I look at it differently: I survey how much apparently useless and baroque infrastructure has been overplayed on top of core functionality and dismay. Those were essentially embedded systems running on bare metal; basically “parts of a machine”. Now our systems are far more intricate — but they seem to be far less efficient.
As I read that, I was wondering if modern MEMS compasses are sensitive enough to read the magnetisation orientation of those ferrite cores? Could you non-destructively read the memory out of that one core at a time using cheap quadcopter components?
It would be cool to read the magnetic field of the cores directly. The first problem is you'd essentially destroy the core stack disassembling it to get at the planes and expose the cores. The second problem is the cores are sub-millimeter sized, so you'd need a fairly high resolution probe. I think a typical Hall effect sensor would be too big, and a magnetic-force microscopy probe would be too small.

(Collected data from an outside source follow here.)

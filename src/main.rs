use std::path::Path;

use crosstab::spawn_task;
use crosstab::CrosstabConfig;
use crosstab::EngineBuilder;
use crosstab::Error;
use crosstab::Result;
use tokio::signal::unix::signal;
use tokio::signal::unix::SignalKind;
use tokio::sync::watch;
use tracing::error;
use tracing::info;
use tracing_appender::non_blocking::WorkerGuard;
use tracing_subscriber::layer::SubscriberExt;
use tracing_subscriber::util::SubscriberInitExt;
use tracing_subscriber::EnvFilter;
use tracing_subscriber::Layer;

#[tokio::main(flavor = "multi_thread", worker_threads = 4)]
async fn main() -> Result<()> {
    let config = CrosstabConfig::new()?.validate()?;
    config.source.validate_credentials()?;
    config.completion.validate_credentials()?;

    // Initializing Logs
    let _guard = init_observability(&config.monitoring.log_dir)?;
    info!(?config, "configuration loaded");

    // Initializing Shutdown Signal
    let (graceful_tx, graceful_rx) = watch::channel(());

    // Build Engine
    let mut engine = match EngineBuilder::new(config)
        .start_metrics_server(graceful_rx.clone())
        .build()
        .await
    {
        Ok(engine) => engine,
        Err(e) => {
            error!("engine failed to start: {}", e);
            let _ = graceful_tx.send(());
            return Err(e);
        }
    };

    info!("Application started. Waiting for CTRL+C signal...");
    // Listen on Shutdown Signal
    spawn_task("graceful_shutdown", move || graceful_shutdown(graceful_tx), None).await;

    // Start polling
    if let Err(e) = engine.run(graceful_rx).await {
        error!("poll loop stopped: {:?}", e);
    }

    if let Err(e) = engine.shutdown().await {
        error!("unclean shutdown: {}", e);
    }
    info!("Exiting program.");
    Ok(())
}

async fn graceful_shutdown(graceful_tx: watch::Sender<()>) -> Result<()> {
    let mut sigint = signal(SignalKind::interrupt()).map_err(|e| Error::Fatal(e.to_string()))?;
    let mut sigterm = signal(SignalKind::terminate()).map_err(|e| Error::Fatal(e.to_string()))?;
    tokio::select! {
        _ = sigint.recv() => {
            info!("SIGINT detected.");
        },
        _ = sigterm.recv() => {
            info!("SIGTERM detected.");
        },
        _ = tokio::signal::ctrl_c() => {
            info!("Ctrl+C detected.");
        },
    }

    graceful_tx.send(()).map_err(|e| {
        error!("Failed to send shutdown signal: {}", e);
        Error::Fatal(format!("Failed to send shutdown signal: {}", e))
    })?;

    info!("Shutdown signal sent");
    Ok(())
}

/// File logging through a non-blocking writer plus stdout, both filtered by
/// `RUST_LOG`
fn init_observability(log_dir: &Path) -> Result<WorkerGuard> {
    std::fs::create_dir_all(log_dir)
        .map_err(|e| Error::Fatal(format!("cannot create log dir {}: {}", log_dir.display(), e)))?;
    let file_appender = tracing_appender::rolling::daily(log_dir, "crosstab.log");

    let (non_blocking, guard) = tracing_appender::non_blocking(file_appender);
    let file_layer = tracing_subscriber::fmt::layer()
        .with_writer(non_blocking)
        .with_ansi(false)
        .with_filter(EnvFilter::from_default_env());
    let stdout_layer = tracing_subscriber::fmt::layer().with_filter(EnvFilter::from_default_env());
    tracing_subscriber::registry().with(file_layer).with(stdout_layer).init();

    Ok(guard)
}
use crosstab::test_utils::wait_until;
use crosstab::CellRef;
use crosstab::ChangeCache;
use crosstab::RangeRef;

use crate::common::Harness;

/// Row 5 holds `Topic=cats`, unchanged from its baseline, and an empty
/// `Summary`. The first column check fills `Summary!B6`.
#[tokio::test]
async fn test_column_check_fills_empty_destination_of_unchanged_row() {
    let h = Harness::new(&[
        &["Topic", "Summary"],
        &["dogs", "done"],
        &["birds", "done"],
        &["fish", "done"],
        &["mice", "done"],
        &["cats", ""],
    ]);
    let cache = ChangeCache::new(h.store.clone(), h.config.cache.key_prefix.clone());
    cache.set(5, "Topic", "cats").await.unwrap();

    let mut engine = h.engine().await;
    let seed = engine.run_cycle().await.unwrap();
    assert!(seed.seeded.is_some());
    assert_eq!(engine.stats().snapshot().successful_completions, 0);

    let report = engine.run_cycle().await.unwrap();
    assert!(report.column_check);
    assert_eq!(report.triggers, 1);
    assert!(wait_until(|| engine.in_flight() == 0).await);

    let summary = CellRef::new(5, 1);
    assert_eq!(RangeRef::new("Sheet1", summary).to_string(), "Sheet1!B6");
    let writes = h.sheet.writes_to(summary);
    assert_eq!(writes.len(), 2);
    assert_eq!(writes[0], "");
    assert_eq!(writes[1], "generated: Summarise cats");
    assert_eq!(h.sheet.cell(5, 1), "generated: Summarise cats");

    assert_eq!(engine.stats().snapshot().successful_completions, 1);
    assert!(wait_until(|| h.sink.latest().is_some_and(|s| s.successful_completions == 1)).await);

    // filled now, so the next cycles leave it alone
    let report = engine.run_cycle().await.unwrap();
    assert_eq!(report.triggers, 0);
    engine.shutdown().await.unwrap();
}

#[tokio::test]
async fn test_rows_without_trigger_data_are_never_filled() {
    let h = Harness::new(&[&["Topic", "Summary"], &["", ""], &["cats", "done"]]);
    let mut engine = h.engine().await;
    engine.run_cycle().await.unwrap();

    let report = engine.run_cycle().await.unwrap();
    assert!(report.column_check);
    assert_eq!(report.triggers, 0);
    assert_eq!(h.completion.calls(), 0);
    engine.shutdown().await.unwrap();
}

But if anyone knows of a probe that work work, please let me know.
Ahhh, right. I hadn't read the photo credits on those pics of the core planes. I see now that they are not the ones out of the assembled one you got to examine...

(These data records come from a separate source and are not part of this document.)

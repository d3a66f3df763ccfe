use std::num::NonZeroU32;
use std::sync::Arc;
use std::time::Duration;

use arc_swap::ArcSwap;
use governor::clock::DefaultClock;
use governor::middleware::NoOpMiddleware;
use governor::state::InMemoryState;
use governor::state::NotKeyed;
use governor::Quota;
use tracing::info;
use tracing::warn;

use crate::CompletionError;
use crate::Error;
use crate::RateQuota;
use crate::Result;
use crate::SourceError;

type DirectLimiter = governor::RateLimiter<NotKeyed, InMemoryState, DefaultClock, NoOpMiddleware>;

/// External dependency a limiter guards. Decides which error a timed-out
/// wait surfaces as.
#[derive(Debug, Clone, Copy, PartialEq, Eq)]
pub enum LimitedService {
    Source,
    Completion,
}

impl LimitedService {
    fn timeout_error(
        &self,
        waited: Duration,
    ) -> Error {
        match self {
            LimitedService::Source => SourceError::RateLimitTimeout(waited).into(),
            LimitedService::Completion => CompletionError::RateLimitTimeout(waited).into(),
        }
    }
}

/// Token bucket with a fixed quota.
///
/// Starts full, so the first `burst` calls pass immediately.
pub struct RateLimiter {
    service: LimitedService,
    quota: RateQuota,
    limiter: DirectLimiter,
}

impl std::fmt::Debug for RateLimiter {
    fn fmt(
        &self,
        f: &mut std::fmt::Formatter<'_>,
    ) -> std::fmt::Result {
        f.debug_struct("RateLimiter")
            .field("service", &self.service)
            .field("quota", &self.quota)
            .finish()
    }
}

impl RateLimiter {
    pub fn new(
        service: LimitedService,
        quota: RateQuota,
    ) -> Self {
        let replenish = NonZeroU32::new(quota.per_minute.max(1)).unwrap_or(NonZeroU32::MIN);
        let burst = NonZeroU32::new(quota.burst.max(1)).unwrap_or(NonZeroU32::MIN);

        let limiter = governor::RateLimiter::direct(Quota::per_minute(replenish).allow_burst(burst));
        Self {
            service,
            quota,
            limiter,
        }
    }

    pub fn quota(&self) -> RateQuota {
        self.quota
    }

    /// Waits until a token is available, failing once `max_wait` elapses.
    pub async fn wait(
        &self,
        max_wait: Duration,
    ) -> Result<()> {
        match tokio::time::timeout(max_wait, self.limiter.until_ready()).await {
            Ok(()) => Ok(()),
            Err(_) => {
                warn!(service = ?self.service, ?max_wait, "rate limiter wait timed out");
                Err(self.service.timeout_error(max_wait))
            }
        }
    }
}

/// Process-wide limiter whose quota can be replaced at runtime.
///
/// Reconfiguring installs a fresh bucket; waiters already parked on the old
/// one finish against the old quota.
#[derive(Debug)]
pub struct SharedRateLimiter {
    service: LimitedService,
    max_wait: Duration,
    current: ArcSwap<RateLimiter>,
}

impl SharedRateLimiter {
    pub fn new(
        service: LimitedService,
        quota: RateQuota,
        max_wait: Duration,
    ) -> Self {
        Self {
            service,
            max_wait,
            current: ArcSwap::from_pointee(RateLimiter::new(service, quota)),
        }
    }

    pub fn quota(&self) -> RateQuota {
        self.current.load().quota()
    }

    pub fn max_wait(&self) -> Duration {
        self.max_wait
    }

    pub async fn wait(&self) -> Result<()> {
        let limiter: Arc<RateLimiter> = self.current.load_full();
        limiter.wait(self.max_wait).await
    }

    /// Replaces the bucket when `quota` differs from the current one.
    /// Returns whether a replacement happened.
    pub fn reconfigure(
        &self,
        quota: RateQuota,
    ) -> bool {
        let previous = self.quota();
        if previous == quota {
            return false;
        }
        info!(
            service = ?self.service,
            from = previous.per_minute,
            to = quota.per_minute,
            "rate limit reconfigured"
        );
        self.current.store(Arc::new(RateLimiter::new(self.service, quota)));
        true
    }
}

I hadn't worked out just how small everything was.
Makes me wonder what happened to the old GT40 at the university that had the "Moonlander" game, which had a McDonalds on the moon, that was always loaded into its core memory.

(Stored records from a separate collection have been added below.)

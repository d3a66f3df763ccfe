use async_trait::async_trait;
use parking_lot::Mutex;

use crate::Result;
use crate::StatsSink;
use crate::StatsSnapshot;

/// Keeps every published snapshot
#[derive(Debug, Default)]
pub struct MemoryStatsSink {
    published: Mutex<Vec<StatsSnapshot>>,
}

impl MemoryStatsSink {
    pub fn latest(&self) -> Option<StatsSnapshot> {
        self.published.lock().last().cloned()
    }

    pub fn publications(&self) -> usize {
        self.published.lock().len()
    }
}

#[async_trait]
impl StatsSink for MemoryStatsSink {
    async fn publish(
        &self,
        snapshot: StatsSnapshot,
    ) -> Result<()> {
        self.published.lock().push(snapshot);
        Ok(())
    }
}
use std::collections::HashMap;
use std::sync::Arc;

use tracing::debug;
use tracing::warn;

use super::Rule;
use super::RuleSet;
use crate::ChangeCache;
use crate::RowSnapshot;

/// Why a rule fired for a row
#[derive(Debug, Clone, Copy, PartialEq, Eq)]
pub enum TriggerReason {
    /// Every trigger column changed since its baseline
    Changed,
    /// Trigger data present but destination empty during a column check
    MissingDestination,
}

#[derive(Debug, Clone)]
pub struct Trigger {
    pub rule: Arc<Rule>,
    pub reason: TriggerReason,
}

/// Decides which rules fire for a row snapshot.
pub struct RuleEvaluator {
    cache: Arc<ChangeCache>,
}

impl RuleEvaluator {
    pub fn new(cache: Arc<ChangeCache>) -> Self {
        Self { cache }
    }

    /// Evaluates every rule against one row.
    ///
    /// Each trigger column is compared against its baseline at most once per
    /// call, so rules sharing a trigger column observe the same change. A
    /// rule whose trigger values are not all present never touches the cache.
    /// Cache failures count as "unchanged" for that column.
    pub async fn evaluate(
        &self,
        row: &RowSnapshot,
        rules: &RuleSet,
        check_missing_destinations: bool,
    ) -> Vec<Trigger> {
        let mut changed: HashMap<&str, bool> = HashMap::new();
        let mut triggers = Vec::new();

        for rule in rules.active() {
            if !rule.trigger_columns.iter().all(|c| row.has_value(c)) {
                continue;
            }
            if row.cell(&rule.destination).is_none() {
                warn!(
                    row = row.row_index(),
                    rule = %rule.name,
                    "destination column '{}' not found in header",
                    rule.destination
                );
                continue;
            }

            let mut changed_count = 0;
            for column in &rule.trigger_columns {
                let did_change = match changed.get(column.as_str()).copied() {
                    Some(c) => c,
                    None => {
                        let c = self.column_changed(row, column).await;
                        changed.insert(column.as_str(), c);
                        c
                    }
                };
                if did_change {
                    changed_count += 1;
                }
            }

            let reason = if changed_count == rule.trigger_columns.len() {
                debug!(row = row.row_index(), rule = %rule.name, "change triggered rule");
                TriggerReason::Changed
            } else if check_missing_destinations && !row.has_value(&rule.destination) {
                debug!(
                    row = row.row_index(),
                    rule = %rule.name,
                    "row is missing value in destination column '{}'",
                    rule.destination
                );
                TriggerReason::MissingDestination
            } else {
                continue;
            };

            triggers.push(Trigger {
                rule: rule.clone(),
                reason,
            });
        }

        triggers
    }

    async fn column_changed(
        &self,
        row: &RowSnapshot,
        column: &str,
    ) -> bool {
        let value = row.get(column).unwrap_or_default();
        match self.cache.has_changed(row.row_index(), column, value).await {
            Ok(changed) => changed,
            Err(e) => {
                warn!(row = row.row_index(), column, "baseline lookup failed: {:?}", e);
                false
            }
        }
    }
}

>In 1973, DEC commissioned the creation of a real-time, graphical version of Lunar Lander, which was intended to showcase the capabilities of their new DEC GT40 graphics terminals. The game, which was written by Jack Burness and named Moonlander, was distributed with DEC computers and displayed at trade shows. An arcade game version of the game concept was released as Lunar Lander in 1979 by Atari, which featured a fuel-for-money system allowing the player to purchase more fuel to continue their current game.
>Lunar Lander was Atari's first vector game and was inspired by "Moonlander", a game written by Jack Burness in 1973 as a demo for the DEC GT40 vector graphics terminal (based on a PDP-11/05 CPU). This game used a light pen to control thrust and rotation.
>If the player landed at exactly the right spot, a McDonalds appeared. The astronaut would leave the lander and walk over to the McDonalds and order a Big Mac to go, before walking back to the Lander and taking off again. If players crashed directly into the McDonalds, the game displayed a message reading 'You clod. You've destroyed the only McDonald's on the Moon.' After a short run of Lunar Lander machines were manufactured, production was shifted over to "Asteroids" and the first few hundred "Asteroids" machines were housed in Lunar Lander cabinets. Atari donated a gold edition version of the coin-operated video game to the Discovery Center of Science & Technology in Syracuse, New York.
>Gameplay was simple, but challenging: The player wielded the GT40’s integrated light pen and carefully guided the lunar module’s descent by touching areas of the screen that controlled thrust. The player attempted to land via thrusting the lunar module’s rockets in real time while avoiding too fast an entry, or too steep an angle. With Burness’ innovations, the modern action-based Lunar Lander we all know today was born.
A useful feature if the vehicle containing the module is involved in an accident and ends up on the ocean floor. A successful core dump would reveal the state of main memory at the instant power was lost.